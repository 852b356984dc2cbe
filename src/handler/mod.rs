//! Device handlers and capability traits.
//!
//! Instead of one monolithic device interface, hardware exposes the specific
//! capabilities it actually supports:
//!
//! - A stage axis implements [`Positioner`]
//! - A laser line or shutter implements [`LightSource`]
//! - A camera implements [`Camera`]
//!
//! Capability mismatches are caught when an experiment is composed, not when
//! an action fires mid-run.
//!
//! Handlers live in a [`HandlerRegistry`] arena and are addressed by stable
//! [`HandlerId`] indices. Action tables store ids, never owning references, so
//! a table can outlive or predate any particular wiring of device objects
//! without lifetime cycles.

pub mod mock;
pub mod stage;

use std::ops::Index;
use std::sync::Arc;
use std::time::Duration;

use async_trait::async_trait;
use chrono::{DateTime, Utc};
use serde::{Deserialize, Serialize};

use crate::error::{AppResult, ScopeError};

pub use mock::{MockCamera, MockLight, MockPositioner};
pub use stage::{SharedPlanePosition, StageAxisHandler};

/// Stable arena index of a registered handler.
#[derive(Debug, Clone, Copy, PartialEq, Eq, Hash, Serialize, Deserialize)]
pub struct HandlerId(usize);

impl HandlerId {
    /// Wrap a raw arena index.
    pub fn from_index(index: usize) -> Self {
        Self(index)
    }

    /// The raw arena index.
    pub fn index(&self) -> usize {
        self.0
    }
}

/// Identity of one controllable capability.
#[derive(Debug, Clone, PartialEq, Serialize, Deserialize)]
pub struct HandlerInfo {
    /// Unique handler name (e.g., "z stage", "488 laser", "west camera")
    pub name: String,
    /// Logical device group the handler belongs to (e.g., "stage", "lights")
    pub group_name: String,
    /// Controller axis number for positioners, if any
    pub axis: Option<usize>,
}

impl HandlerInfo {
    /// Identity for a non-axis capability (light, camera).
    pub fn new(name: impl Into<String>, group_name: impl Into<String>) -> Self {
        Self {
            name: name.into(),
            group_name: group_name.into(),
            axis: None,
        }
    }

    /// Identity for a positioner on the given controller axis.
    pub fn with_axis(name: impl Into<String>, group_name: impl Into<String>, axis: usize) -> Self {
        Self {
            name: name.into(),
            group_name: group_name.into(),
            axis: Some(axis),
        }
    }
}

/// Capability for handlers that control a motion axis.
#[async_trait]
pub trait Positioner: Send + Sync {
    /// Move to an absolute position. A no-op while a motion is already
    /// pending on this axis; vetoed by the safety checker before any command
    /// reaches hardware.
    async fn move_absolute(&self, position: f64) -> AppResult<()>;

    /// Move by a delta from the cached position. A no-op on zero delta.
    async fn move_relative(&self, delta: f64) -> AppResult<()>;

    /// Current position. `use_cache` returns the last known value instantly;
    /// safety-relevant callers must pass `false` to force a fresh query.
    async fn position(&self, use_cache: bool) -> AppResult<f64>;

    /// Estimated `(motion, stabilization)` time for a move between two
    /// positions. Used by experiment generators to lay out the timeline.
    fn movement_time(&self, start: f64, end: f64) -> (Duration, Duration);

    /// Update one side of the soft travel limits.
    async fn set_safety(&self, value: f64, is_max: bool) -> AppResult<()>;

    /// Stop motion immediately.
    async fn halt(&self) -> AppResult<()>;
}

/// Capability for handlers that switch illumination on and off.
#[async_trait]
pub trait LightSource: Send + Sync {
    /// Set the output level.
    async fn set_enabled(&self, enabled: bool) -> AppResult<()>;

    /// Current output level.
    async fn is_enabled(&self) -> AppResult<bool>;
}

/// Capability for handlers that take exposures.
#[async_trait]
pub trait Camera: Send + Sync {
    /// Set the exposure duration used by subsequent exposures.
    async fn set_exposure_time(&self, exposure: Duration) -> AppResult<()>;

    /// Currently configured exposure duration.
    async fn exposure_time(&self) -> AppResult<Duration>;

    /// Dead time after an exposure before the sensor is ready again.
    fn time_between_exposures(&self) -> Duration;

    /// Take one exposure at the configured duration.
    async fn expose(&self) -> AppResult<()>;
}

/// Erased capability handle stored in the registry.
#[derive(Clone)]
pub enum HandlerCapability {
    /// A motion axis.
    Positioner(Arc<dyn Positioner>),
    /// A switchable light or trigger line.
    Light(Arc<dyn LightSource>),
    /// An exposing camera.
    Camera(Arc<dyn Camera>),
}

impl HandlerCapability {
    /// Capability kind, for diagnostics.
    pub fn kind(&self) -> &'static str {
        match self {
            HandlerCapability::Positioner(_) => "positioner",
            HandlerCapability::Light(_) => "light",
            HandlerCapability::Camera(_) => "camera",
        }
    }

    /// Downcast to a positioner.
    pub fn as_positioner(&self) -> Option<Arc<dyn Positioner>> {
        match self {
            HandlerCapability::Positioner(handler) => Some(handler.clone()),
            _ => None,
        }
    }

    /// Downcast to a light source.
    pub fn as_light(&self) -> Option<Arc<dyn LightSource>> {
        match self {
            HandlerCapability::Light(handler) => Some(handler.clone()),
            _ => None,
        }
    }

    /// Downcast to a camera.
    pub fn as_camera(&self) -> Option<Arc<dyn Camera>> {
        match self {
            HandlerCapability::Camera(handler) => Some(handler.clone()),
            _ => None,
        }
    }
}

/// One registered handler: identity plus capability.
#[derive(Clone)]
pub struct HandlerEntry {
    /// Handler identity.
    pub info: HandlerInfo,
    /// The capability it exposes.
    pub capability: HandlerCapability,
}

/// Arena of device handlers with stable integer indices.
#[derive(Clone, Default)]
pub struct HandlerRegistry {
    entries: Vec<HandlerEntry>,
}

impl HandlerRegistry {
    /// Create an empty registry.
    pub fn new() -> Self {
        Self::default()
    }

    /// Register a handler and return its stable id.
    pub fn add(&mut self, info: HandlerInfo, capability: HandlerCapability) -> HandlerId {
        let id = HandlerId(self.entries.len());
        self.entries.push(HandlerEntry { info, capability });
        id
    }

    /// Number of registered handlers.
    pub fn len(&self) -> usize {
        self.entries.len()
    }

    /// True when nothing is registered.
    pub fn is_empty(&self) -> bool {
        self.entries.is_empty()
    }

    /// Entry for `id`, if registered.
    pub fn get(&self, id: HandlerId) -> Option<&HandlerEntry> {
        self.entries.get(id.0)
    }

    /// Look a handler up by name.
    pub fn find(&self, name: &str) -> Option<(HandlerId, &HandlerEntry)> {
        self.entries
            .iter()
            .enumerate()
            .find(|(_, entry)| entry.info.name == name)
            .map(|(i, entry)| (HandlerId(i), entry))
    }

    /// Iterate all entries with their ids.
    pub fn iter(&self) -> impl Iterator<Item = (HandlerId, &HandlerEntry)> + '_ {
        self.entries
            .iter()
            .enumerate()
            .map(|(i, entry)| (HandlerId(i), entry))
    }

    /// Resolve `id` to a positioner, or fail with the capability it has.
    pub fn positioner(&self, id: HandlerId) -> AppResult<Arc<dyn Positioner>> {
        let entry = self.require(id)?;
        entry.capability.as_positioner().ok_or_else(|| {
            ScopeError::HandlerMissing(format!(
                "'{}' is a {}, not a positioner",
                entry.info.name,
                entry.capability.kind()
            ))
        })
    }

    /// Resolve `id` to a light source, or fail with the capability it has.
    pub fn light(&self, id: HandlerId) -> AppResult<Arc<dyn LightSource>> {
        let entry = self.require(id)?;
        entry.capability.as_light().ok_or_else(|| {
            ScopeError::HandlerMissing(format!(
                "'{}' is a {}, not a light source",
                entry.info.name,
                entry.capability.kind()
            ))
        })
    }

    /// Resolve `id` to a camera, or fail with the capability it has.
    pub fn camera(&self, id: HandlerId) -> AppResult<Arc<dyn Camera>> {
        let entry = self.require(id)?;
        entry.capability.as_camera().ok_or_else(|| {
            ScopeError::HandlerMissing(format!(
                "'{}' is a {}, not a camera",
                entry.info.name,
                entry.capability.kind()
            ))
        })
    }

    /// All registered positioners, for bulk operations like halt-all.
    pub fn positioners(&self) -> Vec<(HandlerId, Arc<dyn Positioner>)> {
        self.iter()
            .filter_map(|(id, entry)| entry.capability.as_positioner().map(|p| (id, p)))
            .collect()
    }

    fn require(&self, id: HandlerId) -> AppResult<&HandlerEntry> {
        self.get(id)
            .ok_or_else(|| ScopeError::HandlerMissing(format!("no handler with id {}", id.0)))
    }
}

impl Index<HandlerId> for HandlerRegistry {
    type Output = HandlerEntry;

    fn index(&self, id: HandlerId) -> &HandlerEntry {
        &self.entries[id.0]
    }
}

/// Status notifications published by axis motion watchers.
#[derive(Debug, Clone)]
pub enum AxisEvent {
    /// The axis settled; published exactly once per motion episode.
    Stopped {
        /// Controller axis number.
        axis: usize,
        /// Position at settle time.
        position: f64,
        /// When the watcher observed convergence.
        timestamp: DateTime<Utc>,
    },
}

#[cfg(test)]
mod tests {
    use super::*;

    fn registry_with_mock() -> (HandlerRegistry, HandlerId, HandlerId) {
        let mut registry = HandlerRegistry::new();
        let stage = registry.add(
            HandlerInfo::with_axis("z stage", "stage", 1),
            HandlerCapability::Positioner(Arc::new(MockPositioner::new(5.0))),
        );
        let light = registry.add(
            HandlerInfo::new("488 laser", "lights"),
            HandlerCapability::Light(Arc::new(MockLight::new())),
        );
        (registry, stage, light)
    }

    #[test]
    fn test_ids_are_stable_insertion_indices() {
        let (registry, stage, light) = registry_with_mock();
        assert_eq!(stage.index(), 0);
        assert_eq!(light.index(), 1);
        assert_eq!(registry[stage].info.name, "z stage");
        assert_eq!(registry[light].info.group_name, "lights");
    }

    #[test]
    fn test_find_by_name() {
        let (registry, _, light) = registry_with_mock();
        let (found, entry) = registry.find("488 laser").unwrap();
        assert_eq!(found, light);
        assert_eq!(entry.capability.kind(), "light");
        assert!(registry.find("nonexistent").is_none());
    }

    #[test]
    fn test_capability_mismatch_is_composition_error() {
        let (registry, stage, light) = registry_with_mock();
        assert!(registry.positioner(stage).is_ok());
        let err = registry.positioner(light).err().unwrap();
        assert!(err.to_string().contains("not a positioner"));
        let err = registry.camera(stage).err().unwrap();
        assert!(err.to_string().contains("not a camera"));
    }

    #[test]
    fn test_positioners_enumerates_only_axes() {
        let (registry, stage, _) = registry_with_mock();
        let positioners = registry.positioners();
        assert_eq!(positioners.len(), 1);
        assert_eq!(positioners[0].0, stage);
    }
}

_ _ _ _

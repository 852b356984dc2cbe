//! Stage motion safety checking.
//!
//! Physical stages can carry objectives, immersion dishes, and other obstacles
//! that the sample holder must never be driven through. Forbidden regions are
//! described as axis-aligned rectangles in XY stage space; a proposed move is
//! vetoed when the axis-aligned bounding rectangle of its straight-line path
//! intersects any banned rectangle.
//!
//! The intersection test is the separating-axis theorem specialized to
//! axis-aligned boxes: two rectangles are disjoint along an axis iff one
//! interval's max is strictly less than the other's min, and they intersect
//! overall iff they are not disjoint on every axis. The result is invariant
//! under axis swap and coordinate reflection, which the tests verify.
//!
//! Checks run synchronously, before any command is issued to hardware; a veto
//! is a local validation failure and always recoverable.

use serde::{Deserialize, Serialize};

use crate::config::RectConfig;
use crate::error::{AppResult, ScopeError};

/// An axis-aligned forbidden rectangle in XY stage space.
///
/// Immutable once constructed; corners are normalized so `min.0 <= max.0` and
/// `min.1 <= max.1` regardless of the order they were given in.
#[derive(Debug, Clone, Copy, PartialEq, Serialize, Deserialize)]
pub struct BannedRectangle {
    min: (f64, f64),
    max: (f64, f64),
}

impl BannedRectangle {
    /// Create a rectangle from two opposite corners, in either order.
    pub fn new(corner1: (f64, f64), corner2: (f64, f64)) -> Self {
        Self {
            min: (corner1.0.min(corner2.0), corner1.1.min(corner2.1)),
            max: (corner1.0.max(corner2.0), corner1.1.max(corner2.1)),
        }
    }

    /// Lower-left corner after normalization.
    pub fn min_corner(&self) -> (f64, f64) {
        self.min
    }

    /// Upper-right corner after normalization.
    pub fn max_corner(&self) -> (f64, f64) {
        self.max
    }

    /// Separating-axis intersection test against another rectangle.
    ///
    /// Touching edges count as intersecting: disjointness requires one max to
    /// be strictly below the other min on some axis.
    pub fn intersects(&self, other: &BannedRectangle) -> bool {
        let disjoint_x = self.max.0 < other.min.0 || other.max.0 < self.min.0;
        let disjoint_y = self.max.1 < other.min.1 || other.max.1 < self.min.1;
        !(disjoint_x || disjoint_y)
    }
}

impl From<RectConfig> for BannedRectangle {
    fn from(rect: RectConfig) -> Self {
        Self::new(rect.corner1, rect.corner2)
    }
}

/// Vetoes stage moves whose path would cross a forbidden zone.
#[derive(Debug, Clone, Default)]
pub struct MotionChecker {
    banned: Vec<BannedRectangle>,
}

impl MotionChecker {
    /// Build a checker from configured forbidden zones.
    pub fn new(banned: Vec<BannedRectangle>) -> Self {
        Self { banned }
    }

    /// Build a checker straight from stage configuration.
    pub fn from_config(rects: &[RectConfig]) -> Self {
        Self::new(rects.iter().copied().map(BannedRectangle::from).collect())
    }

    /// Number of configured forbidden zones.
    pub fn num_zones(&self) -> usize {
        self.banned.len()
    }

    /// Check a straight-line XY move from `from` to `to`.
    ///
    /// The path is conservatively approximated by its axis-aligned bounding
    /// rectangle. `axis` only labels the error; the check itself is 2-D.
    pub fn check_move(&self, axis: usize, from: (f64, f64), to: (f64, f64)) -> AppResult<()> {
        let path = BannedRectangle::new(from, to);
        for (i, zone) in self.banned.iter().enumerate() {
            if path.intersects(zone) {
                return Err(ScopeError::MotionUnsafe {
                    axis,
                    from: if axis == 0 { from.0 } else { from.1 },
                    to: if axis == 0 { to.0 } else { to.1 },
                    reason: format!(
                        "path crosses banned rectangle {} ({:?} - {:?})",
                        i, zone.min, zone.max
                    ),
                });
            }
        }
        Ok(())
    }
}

_ _ _ _

• _EXERCISE_
Find out how many lines above hold "Serialize". Write only the number.

• _RESULT OF THE TASK_
5